Years back, I was riding with a friend of mine who had a 354 whp SS/TC and we beat a fully-bolted-on (everything short of cams or boost), and even though he missed third and leisurely fixed the error, the Mustang still never passed us.

For what it's worth, the current Mustang, with the V6 is probably the fastest V6-powered Mustang you can buy, and they only run low 14s, stock.

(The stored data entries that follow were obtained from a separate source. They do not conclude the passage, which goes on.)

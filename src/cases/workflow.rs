//! Case workflow: intake, lifecycle transitions, and read queries.
//!
//! Every transition follows the same path: load the acting user and the case,
//! check the transition table, build a [`CaseTransitionPlan`], and hand it to
//! the store, which applies it atomically with a compare-and-set on the case
//! state. Notifications go out after commit and never affect the result.

use std::sync::Arc;

use chrono::{DateTime, Utc};
use serde::Deserialize;
use tracing::{info, warn};
use uuid::Uuid;

use super::machine::{self, CaseEvent, Transition, TransitionError};
use super::model::{
    Activity, ActivityType, Case, CaseState, DashboardSummary, Priority, Review, ReviewKind,
    ReviewState,
};
use crate::error::WorkflowError;
use crate::notify::{NotificationDispatcher, NotificationType, Notice};
use crate::store::{CaseStamp, CaseStep, CaseTransitionPlan, CommitOutcome, Database};
use crate::users::{Role, User};

/// Roles allowed to open cases by hand.
const INTAKE_ROLES: &[Role] = &[
    Role::AdministradorSistema,
    Role::AdministradorAsignaciones,
    Role::Gestor,
];

/// Description length kept when a case is opened from an email body.
const MAX_DESCRIPTION_CHARS: usize = 2000;

pub const NO_REVIEWER_MESSAGE: &str = "No se encontró ningún Revisor Jurídico activo.";
pub const NO_APPROVER_MESSAGE: &str = "No se encontró ningún Aprobador activo.";

/// Input for manual case intake.
#[derive(Debug, Clone, Default, Deserialize)]
#[serde(rename_all = "camelCase")]
pub struct NewCase {
    pub asunto: String,
    #[serde(default)]
    pub descripcion: Option<String>,
    #[serde(default)]
    pub prioridad: Option<Priority>,
    #[serde(default)]
    pub entidad_id: Option<Uuid>,
    #[serde(default)]
    pub numero_radicado_entrada: Option<String>,
    #[serde(default)]
    pub fecha_vencimiento: Option<DateTime<Utc>>,
}

/// Drives cases through their lifecycle.
#[derive(Clone)]
pub struct CaseWorkflow {
    db: Arc<dyn Database>,
    notifier: NotificationDispatcher,
}
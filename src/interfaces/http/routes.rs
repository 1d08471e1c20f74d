use crate::application::engine::VerificationEngine;
use crate::config::GatewayConfig;
use crate::domain::order::{OrderId, OrderStatus};
use crate::error::{GatewayError, Result};
use axum::extract::{Path, State};
use axum::routing::{get, post};
use axum::{Json, Router};
use rust_decimal::Decimal;
use serde::{Deserialize, Serialize};
use std::sync::Arc;
use tower_http::cors::CorsLayer;

/// Shared state handed to every handler.
#[derive(Clone)]
pub struct AppState {
    engine: Arc<VerificationEngine>,
    config: Arc<GatewayConfig>,
}

/// Builds the gateway API router.
pub fn router(engine: Arc<VerificationEngine>, config: GatewayConfig) -> Router {
    let state = AppState {
        engine,
        config: Arc::new(config),
    };

    Router::new()
        .route("/api/create-order", post(create_order))
        .route("/api/order-details/{order_id}", get(order_details))
        .route("/api/verify", post(verify))
        .layer(CorsLayer::permissive())
        .with_state(state)
}

#[derive(Debug, Deserialize)]
pub struct CreateOrderRequest {
    amount: Option<Decimal>,
    seller_callback_url: Option<String>,
    seller_return_url: Option<String>,
}

#[derive(Serialize)]
struct CreateOrderResponse {
    status: &'static str,
    order_id: String,
    payment_url: String,
}

async fn create_order(
    State(state): State<AppState>,
    Json(request): Json<CreateOrderRequest>,
) -> Result<Json<CreateOrderResponse>> {
    let amount = request
        .amount
        .ok_or_else(|| GatewayError::Validation("Amount required".to_string()))?;

    let (order_id, _) = state
        .engine
        .create(
            amount,
            request.seller_callback_url,
            request.seller_return_url,
        )
        .await?;

    let payment_url = format!(
        "{}/pay?order_id={}",
        state.config.public_base_url, order_id
    );

    Ok(Json(CreateOrderResponse {
        status: "created",
        order_id: order_id.to_string(),
        payment_url,
    }))
}

#[derive(Serialize)]
struct OrderDetailsResponse {
    amount: Decimal,
    upi_string: String,
}

/// Display data for the paying client. Internal fields (callback and
/// return URLs) are never exposed here.
async fn order_details(
    State(state): State<AppState>,
    Path(order_id): Path<String>,
) -> Result<Json<OrderDetailsResponse>> {
    let order_id = OrderId::from(order_id);
    let order = state.engine.fetch(&order_id).await?;

    let upi_string = super::upi::payment_string(
        &state.config.merchant_vpa,
        &state.config.merchant_name,
        &order_id,
        order.amount_expected.value(),
    );

    Ok(Json(OrderDetailsResponse {
        amount: order.amount_expected.value(),
        upi_string,
    }))
}

#[derive(Debug, Deserialize)]
pub struct VerifyRequest {
    order_id: String,
}

#[derive(Serialize)]
struct VerifyResponse {
    status: OrderStatus,
    #[serde(skip_serializing_if = "Option::is_none")]
    redirect_to: Option<String>,
}

async fn verify(
    State(state): State<AppState>,
    Json(request): Json<VerifyRequest>,
) -> Result<Json<VerifyResponse>> {
    let verification = state
        .engine
        .verify(&OrderId::from(request.order_id))
        .await?;

    Ok(Json(VerifyResponse {
        status: verification.status,
        redirect_to: verification.redirect_to,
    }))
}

On a run where I didn't launch worth shit (on 195/60R15 all-seasons), and with the speed-sapping automatic (it's great down low - but with only four gears, it loses a bit at top end due to being in direct drive and then overdrive), I still ran a 14.1. I'm only around 250 whp (if the torque converter would lock during a run).

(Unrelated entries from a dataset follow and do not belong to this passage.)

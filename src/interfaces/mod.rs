//! Edge interfaces: the HTTP API surface exposed to merchants and paying
//! clients.

pub mod http;
use crate::config::GatewayConfig;
use crate::domain::order::{Amount, Order, OrderId, OrderStatus, SettlementReport};
use crate::domain::ports::{
    OrderStoreBox, SettlementEvent, SettlementNotifierBox, SettlementOracleBox,
};
use crate::error::{GatewayError, Result};
use rust_decimal::Decimal;
use std::time::Duration;

/// Outcome of a verification attempt, as surfaced to the caller.
#[derive(Debug, Clone, PartialEq)]
pub struct Verification {
    pub status: OrderStatus,
    pub redirect_to: Option<String>,
}

impl Verification {
    fn from_terminal(order: &Order) -> Self {
        Self {
            status: order.status,
            redirect_to: if order.status == OrderStatus::Success {
                order.return_url.clone()
            } else {
                None
            },
        }
    }
}

/// Orchestrates the order lifecycle: create, fetch for display, and verify
/// settlement against the remote oracle.
///
/// `VerificationEngine` is the only writer of order status. It owns boxed
/// port implementations so tests can inject in-memory fakes, and it holds
/// no state of its own across requests; everything durable lives in the
/// order store.
pub struct VerificationEngine {
    store: OrderStoreBox,
    oracle: SettlementOracleBox,
    notifier: SettlementNotifierBox,
    pending_ttl: Duration,
    terminal_ttl: Duration,
}

impl VerificationEngine {
    /// Creates a new `VerificationEngine` instance.
    ///
    /// # Arguments
    ///
    /// * `store` - The TTL-scoped order record store.
    /// * `oracle` - The settlement authority client.
    /// * `notifier` - The merchant webhook dispatcher.
    /// * `config` - TTL policy for pending and terminal records.
    pub fn new(
        store: OrderStoreBox,
        oracle: SettlementOracleBox,
        notifier: SettlementNotifierBox,
        config: &GatewayConfig,
    ) -> Self {
        Self {
            store,
            oracle,
            notifier,
            pending_ttl: config.pending_ttl,
            terminal_ttl: config.terminal_ttl,
        }
    }

    /// Creates a PENDING order and persists it for the payment window.
    pub async fn create(
        &self,
        amount: Decimal,
        callback_url: Option<String>,
        return_url: Option<String>,
    ) -> Result<(OrderId, Order)> {
        let amount = Amount::new(amount)?;
        let order_id = OrderId::generate();
        let order = Order::new(amount, callback_url, return_url);

        self.store
            .put(&order_id, order.clone(), self.pending_ttl)
            .await?;
        tracing::info!(order_id = %order_id, amount = %order.amount_expected, "order created");

        Ok((order_id, order))
    }

    /// Read-only fetch for the paying client's display.
    pub async fn fetch(&self, order_id: &OrderId) -> Result<Order> {
        self.store
            .get(order_id)
            .await?
            .ok_or(GatewayError::OrderNotFound)
    }

    /// Verifies the settlement status of an order.
    ///
    /// Terminal orders short-circuit without touching the oracle or
    /// re-firing the webhook. An oracle failure propagates without mutating
    /// stored state, so the order stays PENDING and retryable.
    pub async fn verify(&self, order_id: &OrderId) -> Result<Verification> {
        let order = self
            .store
            .get(order_id)
            .await?
            .ok_or(GatewayError::OrderNotFound)?;

        if order.status.is_terminal() {
            return Ok(Verification::from_terminal(&order));
        }

        let amount_received = match self.oracle.query(order_id).await? {
            SettlementReport::NotSettled => {
                return Ok(Verification {
                    status: OrderStatus::Pending,
                    redirect_to: None,
                });
            }
            SettlementReport::Settled { amount_received } => amount_received,
        };

        // The store offers no compare-and-swap, so re-read right before the
        // terminal write: a concurrent verifier that already won keeps its
        // state and the webhook is not fired a second time.
        let mut order = match self.store.get(order_id).await? {
            None => return Err(GatewayError::OrderNotFound),
            Some(current) if current.status.is_terminal() => {
                return Ok(Verification::from_terminal(&current));
            }
            Some(current) => current,
        };

        // Inclusive comparison in exact decimal semantics: overpayment is
        // accepted, underpayment is not.
        if amount_received >= order.amount_expected.value() {
            order.settle()?;
            self.store
                .put(order_id, order.clone(), self.terminal_ttl)
                .await?;
            tracing::info!(order_id = %order_id, amount_paid = %amount_received, "order settled");

            if let Some(callback_url) = order.callback_url.clone() {
                self.notifier.notify(SettlementEvent {
                    order_id: order_id.clone(),
                    callback_url,
                    amount_paid: amount_received,
                });
            }

            Ok(Verification {
                status: OrderStatus::Success,
                redirect_to: order.return_url,
            })
        } else {
            order.flag_fraud()?;
            self.store.put(order_id, order, self.terminal_ttl).await?;
            tracing::warn!(
                order_id = %order_id,
                amount_received = %amount_received,
                "settled below expected amount, order flagged as fraud"
            );

            Ok(Verification {
                status: OrderStatus::Fraud,
                redirect_to: None,
            })
        }
    }
}
use crate::domain::order::OrderId;
use rust_decimal::Decimal;

/// Formats the UPI payment descriptor for one order.
///
/// The order id rides along as both transaction reference (`tr`) and note
/// (`tn`) so the settlement authority echoes it back verbatim. Generated
/// server-side only; the paying client never supplies its own descriptor.
pub fn payment_string(vpa: &str, payee_name: &str, order_id: &OrderId, amount: Decimal) -> String {
    format!(
        "upi://pay?pa={vpa}&am={amount}&pn={payee_name}&tr={order_id}&tn={order_id}&cu=INR"
    )
}
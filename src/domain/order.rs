use crate::error::GatewayError;
use rust_decimal::Decimal;
use serde::{Deserialize, Serialize};
use std::fmt;
use std::time::{SystemTime, UNIX_EPOCH};

/// Milliseconds since the Unix epoch, used for order ids and audit stamps.
pub fn unix_millis() -> u64 {
    SystemTime::now()
        .duration_since(UNIX_EPOCH)
        .map(|d| d.as_millis() as u64)
        .unwrap_or(0)
}

/// Represents a positive monetary amount owed on an order.
///
/// Wraps `rust_decimal::Decimal` so amount comparisons use exact decimal
/// semantics; a legitimate exact payment can never be misclassified as
/// underpaid by float rounding.
#[derive(Debug, Clone, Copy, PartialEq, PartialOrd, Serialize, Deserialize)]
pub struct Amount(Decimal);

impl Amount {
    pub fn new(value: Decimal) -> Result<Self, GatewayError> {
        if value > Decimal::ZERO {
            Ok(Self(value))
        } else {
            Err(GatewayError::Validation(
                "Amount must be positive".to_string(),
            ))
        }
    }

    pub fn value(&self) -> Decimal {
        self.0
    }
}

impl TryFrom<Decimal> for Amount {
    type Error = GatewayError;

    fn try_from(value: Decimal) -> Result<Self, Self::Error> {
        Self::new(value)
    }
}

impl From<Amount> for Decimal {
    fn from(amount: Amount) -> Self {
        amount.0
    }
}

impl fmt::Display for Amount {
    fn fmt(&self, f: &mut fmt::Formatter<'_>) -> fmt::Result {
        write!(f, "{}", self.0)
    }
}

/// Externally shareable order identifier: `ORD_<unix millis>_<random hex>`.
///
/// The time component keeps ids sortable for auditing; the random component
/// makes them unguessable enough to prevent enumeration.
#[derive(Debug, Serialize, Deserialize, PartialEq, Eq, Hash, Clone)]
pub struct OrderId(String);

impl OrderId {
    pub fn generate() -> Self {
        let suffix: u16 = rand::random();
        Self(format!("ORD_{}_{:04x}", unix_millis(), suffix))
    }

    pub fn as_str(&self) -> &str {
        &self.0
    }
}

impl From<String> for OrderId {
    fn from(raw: String) -> Self {
        Self(raw)
    }
}

impl fmt::Display for OrderId {
    fn fmt(&self, f: &mut fmt::Formatter<'_>) -> fmt::Result {
        write!(f, "{}", self.0)
    }
}

#[derive(Debug, Serialize, Deserialize, PartialEq, Eq, Clone, Copy)]
#[serde(rename_all = "SCREAMING_SNAKE_CASE")]
pub enum OrderStatus {
    Pending,
    Success,
    Fraud,
}

impl OrderStatus {
    /// Terminal states permit no further transition.
    pub fn is_terminal(&self) -> bool {
        !matches!(self, Self::Pending)
    }
}

/// The persisted order record. Every store write replaces the whole record;
/// only the verification engine writes `status`.
#[derive(Debug, Serialize, Deserialize, PartialEq, Clone)]
pub struct Order {
    pub amount_expected: Amount,
    pub status: OrderStatus,
    pub callback_url: Option<String>,
    pub return_url: Option<String>,
    pub created_at: u64,
}

impl Order {
    pub fn new(
        amount_expected: Amount,
        callback_url: Option<String>,
        return_url: Option<String>,
    ) -> Self {
        Self {
            amount_expected,
            status: OrderStatus::Pending,
            callback_url,
            return_url,
            created_at: unix_millis(),
        }
    }

    /// Marks the order settled in full (or over). Fails if the order has
    /// already reached a terminal state; status is monotonic.
    pub fn settle(&mut self) -> Result<(), GatewayError> {
        if self.status.is_terminal() {
            return Err(GatewayError::Validation(
                "Order already in a terminal state".to_string(),
            ));
        }
        self.status = OrderStatus::Success;
        Ok(())
    }

    /// Marks the order fraudulent (settled for less than expected). Same
    /// monotonicity guard as [`Order::settle`].
    pub fn flag_fraud(&mut self) -> Result<(), GatewayError> {
        if self.status.is_terminal() {
            return Err(GatewayError::Validation(
                "Order already in a terminal state".to_string(),
            ));
        }
        self.status = OrderStatus::Fraud;
        Ok(())
    }
}

/// What the settlement authority reports for one order.
#[derive(Debug, Clone, PartialEq)]
pub enum SettlementReport {
    /// Funds not (yet) received.
    NotSettled,
    /// Funds received; the amount is untrusted until checked by the engine.
    Settled { amount_received: Decimal },
}

#[cfg(test)]
mod tests {
    use super::*;
    use rust_decimal_macros::dec;

    #[test]
    fn test_amount_validation() {
        assert!(Amount::new(dec!(1.0)).is_ok());
        assert!(matches!(
            Amount::new(dec!(0.0)),
            Err(GatewayError::Validation(_))
        ));
        assert!(matches!(
            Amount::new(dec!(-2.5)),
            Err(GatewayError::Validation(_))
        ));
    }

    #[test]
    fn test_order_id_format() {
        let id = OrderId::generate();
        let parts: Vec<&str> = id.as_str().split('_').collect();
        assert_eq!(parts.len(), 3);
        assert_eq!(parts[0], "ORD");
        assert!(parts[1].chars().all(|c| c.is_ascii_digit()));
        assert_eq!(parts[2].len(), 4);
        assert!(parts[2].chars().all(|c| c.is_ascii_hexdigit()));
    }

    #[test]
    fn test_status_wire_names() {
        assert_eq!(
            serde_json::to_string(&OrderStatus::Pending).unwrap(),
            "\"PENDING\""
        );
        assert_eq!(
            serde_json::to_string(&OrderStatus::Success).unwrap(),
            "\"SUCCESS\""
        );
        assert_eq!(
            serde_json::to_string(&OrderStatus::Fraud).unwrap(),
            "\"FRAUD\""
        );
    }

    #[test]
    fn test_settle_is_monotonic() {
        let mut order = Order::new(Amount::new(dec!(2.00)).unwrap(), None, None);
        assert!(order.settle().is_ok());
        assert_eq!(order.status, OrderStatus::Success);

        // A second terminal transition is rejected, in either direction.
        assert!(order.settle().is_err());
        assert!(order.flag_fraud().is_err());
        assert_eq!(order.status, OrderStatus::Success);
    }

    #[test]
    fn test_flag_fraud_is_monotonic() {
        let mut order = Order::new(Amount::new(dec!(2.00)).unwrap(), None, None);
        assert!(order.flag_fraud().is_ok());
        assert_eq!(order.status, OrderStatus::Fraud);
        assert!(order.settle().is_err());
        assert_eq!(order.status, OrderStatus::Fraud);
    }

    #[test]
    fn test_order_record_round_trip() {
        let order = Order::new(
            Amount::new(dec!(2.00)).unwrap(),
            Some("https://seller.example/webhook".to_string()),
            Some("https://seller.example/shop?status=paid".to_string()),
        );

        let raw = serde_json::to_string(&order).unwrap();
        let back: Order = serde_json::from_str(&raw).unwrap();
        assert_eq!(back, order);
        assert!(raw.contains("\"PENDING\""));
    }
}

In "other situations", I've beat a 3-valve that at least had an exhaust. If it kept going, I probably would have gotten passed, due to the aforementioned gearing, but down low, that didn't happen.

So you probably don't need 4-500 whp...probably...to beat up on a typical stock V8 Mustang, because you have a huge weight advantage. A stock non-SS Cobalt will weigh in around 2800 or less. Mine, with the supercharger, my sub box/amp/subs and a good amount of fuel only weighed 2850 lbs.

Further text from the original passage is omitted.